[Model] Add circlestone-labs/Anima by akshatvishu · Pull Request #4083 · vllm-project/vllm-omni

akshatvishu · 2026-06-02T22:25:25Z

Resolves #3658

Adds native diffusion support for circlestone-labs/Anima, a Cosmos-style text-to-image model distributed as a single-file safetensors checkpoint. The new AnimaPipeline loads the transformer/text-conditioner weights directly from the checkpoint, converts original Cosmos-style transformer keys when needed, and loads non-denoiser components such as the text encoder, tokenizers, VAE and scheduler from a Diffusers-layout components directory.

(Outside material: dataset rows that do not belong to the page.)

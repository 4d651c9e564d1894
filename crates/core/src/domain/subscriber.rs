use chrono::NaiveDateTime;
use serde::{Deserialize, Serialize};
use std::collections::HashSet;
use std::fmt;

pub const DEFAULT_ALLOWED_DOMAINS: [&str; 7] = [
    "gmail.com",
    "naver.com",
    "daum.net",
    "kakao.com",
    "hanmail.net",
    "nate.com",
    "icloud.com",
];

pub const SIGNUP_TIME_FORMAT: &str = "%Y-%m-%d %H:%M:%S";

#[derive(Debug, Clone, PartialEq, Eq, Serialize, Deserialize)]
pub struct Subscriber {
    pub email: String,
    pub signup_time: NaiveDateTime,
}

impl Subscriber {
    /// Row layout of the subscriber sheet: email in column 1, timestamp in column 2.
    pub fn to_row(&self) -> [String; 2] {
        [
            self.email.clone(),
            self.signup_time.format(SIGNUP_TIME_FORMAT).to_string(),
        ]
    }
}

/// The only check applied before a stored address is mailed.
pub fn is_deliverable(email: &str) -> bool {
    email.contains('@')
}

/// Keeps deliverable addresses, dropping exact-string duplicates.
///
/// Comparison is case-sensitive; first-seen order is kept.
pub fn dedup_recipients<I, S>(emails: I) -> Vec<String>
where
    I: IntoIterator<Item = S>,
    S: AsRef<str>,
{
    let mut seen = HashSet::new();
    let mut out = Vec::new();
    for email in emails {
        let email = email.as_ref();
        if is_deliverable(email) && seen.insert(email.to_string()) {
            out.push(email.to_string());
        }
    }
    out
}

#[derive(Debug, Clone, PartialEq, Eq)]
pub enum SignupRejection {
    InvalidFormat,
    DomainNotAllowed { domain: String },
}

impl fmt::Display for SignupRejection {
    fn fmt(&self, f: &mut fmt::Formatter<'_>) -> fmt::Result {
        match self {
            SignupRejection::InvalidFormat => write!(f, "올바른 이메일 형식을 입력해주세요."),
            SignupRejection::DomainNotAllowed { domain } => write!(
                f,
                "봇 무단 가입 방지를 위해 주요 포털 이메일로만 가입할 수 있습니다. (입력한 도메인: {domain})"
            ),
        }
    }
}

impl std::error::Error for SignupRejection {}

/// Validates a signup address against the domain allowlist.
///
/// The address must contain `@` and `.`; the part after the first `@` is lowercased before
/// the allowlist lookup. The address itself is returned unchanged.
pub fn validate_signup<S: AsRef<str>>(email: &str, allowed: &[S]) -> Result<(), SignupRejection> {
    if !email.contains('@') || !email.contains('.') {
        return Err(SignupRejection::InvalidFormat);
    }

    let domain = email
        .split('@')
        .nth(1)
        .unwrap_or_default()
        .to_ascii_lowercase();

    if allowed.iter().any(|d| d.as_ref() == domain) {
        Ok(())
    } else {
        Err(SignupRejection::DomainNotAllowed { domain })
    }
}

Native Anima currently targets baseline single-GPU execution. TP, SP, CFG-parallel, HSDP, Cache-DiT/TeaCache, quantization, CPU/layerwise offload and step execution are not supported yet.

Key Changes

Native Anima Pipeline
- Adds vllm_omni/diffusion/models/anima/ with AnimaPipeline,
  AnimaTransformer3DModel, and AnimaTextConditioner.
- Supports direct local single-file safetensors loading and strict native
  module weight loading.
- Implements prompt encoding, true CFG handling, denoising, VAE decode, and
  Anima-specific post-processing.
Single-file Diffusion Loading
- Adds diffusers_single_file handling for Diffusers adapter pipelines.
- Auto-detects local .safetensors/.ckpt single-file checkpoints.
- Maps Anima single-file aliases, including AnimaModularPipeline, to the
  native AnimaPipeline.
- Allows default single-stage config selection for local single-file Anima
  serving without requiring a deploy config.

chatgpt-codex-connector

💡 Codex Review

Here are some automated review suggestions for this pull request.

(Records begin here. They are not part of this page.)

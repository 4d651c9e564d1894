use crate::market::{MarketDataProvider, NewsItem, NewsProvider};
use anyhow::{Context, Result};
use serde::Deserialize;
use std::time::Duration;

const DEFAULT_BASE_URL: &str = "https://query1.finance.yahoo.com";
const DEFAULT_TIMEOUT_SECS: u64 = 30;
// Yahoo rejects requests without a browser-like user agent.
const USER_AGENT: &str = "Mozilla/5.0 (compatible; econbrief/0.1)";

#[derive(Debug, Clone)]
pub struct YahooFinanceClient {
    http: reqwest::Client,
    base_url: String,
}

impl YahooFinanceClient {
    pub fn from_env() -> Result<Self> {
        let base_url =
            std::env::var("YAHOO_BASE_URL").unwrap_or_else(|_| DEFAULT_BASE_URL.to_string());
        let timeout_secs = std::env::var("MARKET_TIMEOUT_SECS")
            .ok()
            .and_then(|s| s.parse::<u64>().ok())
            .unwrap_or(DEFAULT_TIMEOUT_SECS);

        let http = reqwest::Client::builder()
            .timeout(Duration::from_secs(timeout_secs))
            .user_agent(USER_AGENT)
            .build()
            .context("failed to build market data http client")?;

        Ok(Self { http, base_url })
    }

    fn url(&self, path: &str) -> String {
        format!("{}{}", self.base_url.trim_end_matches('/'), path)
    }

    async fn get_json<T: serde::de::DeserializeOwned>(
        &self,
        url: String,
        query: &[(&str, String)],
    ) -> Result<T> {
        let res = self
            .http
            .get(&url)
            .query(query)
            .send()
            .await
            .with_context(|| format!("market data request failed: {url}"))?;

        let status = res.status();
        let text = res
            .text()
            .await
            .context("failed to read market data response")?;
        if !status.is_success() {
            anyhow::bail!("market data HTTP {status}: {text}");
        }

        serde_json::from_str::<T>(&text)
            .with_context(|| format!("unexpected market data response shape: {text}"))
    }
}

#[async_trait::async_trait]
impl MarketDataProvider for YahooFinanceClient {
    async fn daily_closes(&self, symbol: &str) -> Result<Vec<f64>> {
        let url = self.url(&format!("/v8/finance/chart/{symbol}"));
        let chart: ChartResponse = self
            .get_json(
                url,
                &[
                    ("range", "5d".to_string()),
                    ("interval", "1d".to_string()),
                ],
            )
            .await?;
        Ok(chart.into_closes())
    }
}

#[async_trait::async_trait]
impl NewsProvider for YahooFinanceClient {
    async fn recent_news(&self, symbol: &str, limit: usize) -> Result<Vec<NewsItem>> {
        let url = self.url("/v1/finance/search");
        let search: SearchResponse = self
            .get_json(
                url,
                &[
                    ("q", symbol.to_string()),
                    ("newsCount", limit.to_string()),
                    ("quotesCount", "0".to_string()),
                ],
            )
            .await?;

        Ok(search
            .news
            .into_iter()
            .take(limit)
            .map(|n| NewsItem {
                title: n.title.unwrap_or_default(),
            })
            .collect())
    }
}

#[derive(Debug, Deserialize)]
struct ChartResponse {
    chart: Chart,
}

#[derive(Debug, Deserialize)]
struct Chart {
    #[serde(default)]
    result: Option<Vec<ChartResult>>,
}

#[derive(Debug, Deserialize)]
struct ChartResult {
    indicators: ChartIndicators,
}

#[derive(Debug, Deserialize)]
struct ChartIndicators {
    #[serde(default)]
    quote: Vec<ChartQuote>,
}

#[derive(Debug, Deserialize)]
struct ChartQuote {
    #[serde(default)]
    close: Vec<Option<f64>>,
}

impl ChartResponse {
    // Missing result/quote blocks yield an empty series; the quote builder reports it.
    fn into_closes(self) -> Vec<f64> {
        self.chart
            .result
            .and_then(|r| r.into_iter().next())
            .and_then(|r| r.indicators.quote.into_iter().next())
            .map(|q| q.close.into_iter().flatten().collect())
            .unwrap_or_default()
    }
}

#[derive(Debug, Deserialize)]
struct SearchResponse {
    #[serde(default)]
    news: Vec<SearchNews>,
}

#[derive(Debug, Deserialize)]
struct SearchNews {
    #[serde(default)]
    title: Option<String>,
}

#[cfg(test)]
mod tests {
    use super::*;
    use serde_json::json;

    #[test]
    fn chart_drops_null_closes() {
        let v = json!({
            "chart": {
                "result": [{
                    "meta": {"symbol": "^IXIC"},
                    "timestamp": [1, 2, 3, 4],
                    "indicators": {"quote": [{"close": [17900.5, null, 17950.0, 18000.0]}]}
                }],
                "error": null
            }
        });
        let parsed: ChartResponse = serde_json::from_value(v).unwrap();
        assert_eq!(parsed.into_closes(), vec![17900.5, 17950.0, 18000.0]);
    }

    #[test]
    fn chart_error_payload_yields_no_closes() {
        let v = json!({
            "chart": {
                "result": null,
                "error": {"code": "Not Found", "description": "No data found"}
            }
        });
        let parsed: ChartResponse = serde_json::from_value(v).unwrap();
        assert!(parsed.into_closes().is_empty());
    }

    #[test]
    fn search_news_tolerates_missing_titles() {
        let v = json!({
            "news": [
                {"uuid": "1", "title": "Fed holds rates", "publisher": "Reuters"},
                {"uuid": "2"}
            ]
        });
        let parsed: SearchResponse = serde_json::from_value(v).unwrap();
        let titles: Vec<_> = parsed.news.into_iter().map(|n| n.title).collect();
        assert_eq!(titles, vec![Some("Fed holds rates".to_string()), None]);
    }
}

Reviewed commit: 1e64bd1902

ℹ️ About Codex in GitHub

Codex has been enabled to automatically review pull requests in this repo. Reviews are triggered when you

Open a pull request for review
Mark a draft as ready
Comment "@codex review".

If Codex has suggestions, it will comment; otherwise it will react with 👍.

When you sign up for Codex through ChatGPT, Codex can also answer questions or update the PR, like "@codex address that feedback".

chatgpt-codex-connector · 2026-06-02T22:30:32Z

+            pipeline.enable_vae_tiling()
+
+        self._pipeline = pipeline
+        self._accept_call_kwargs = set(inspect.signature(pipeline.__call__).parameters.keys())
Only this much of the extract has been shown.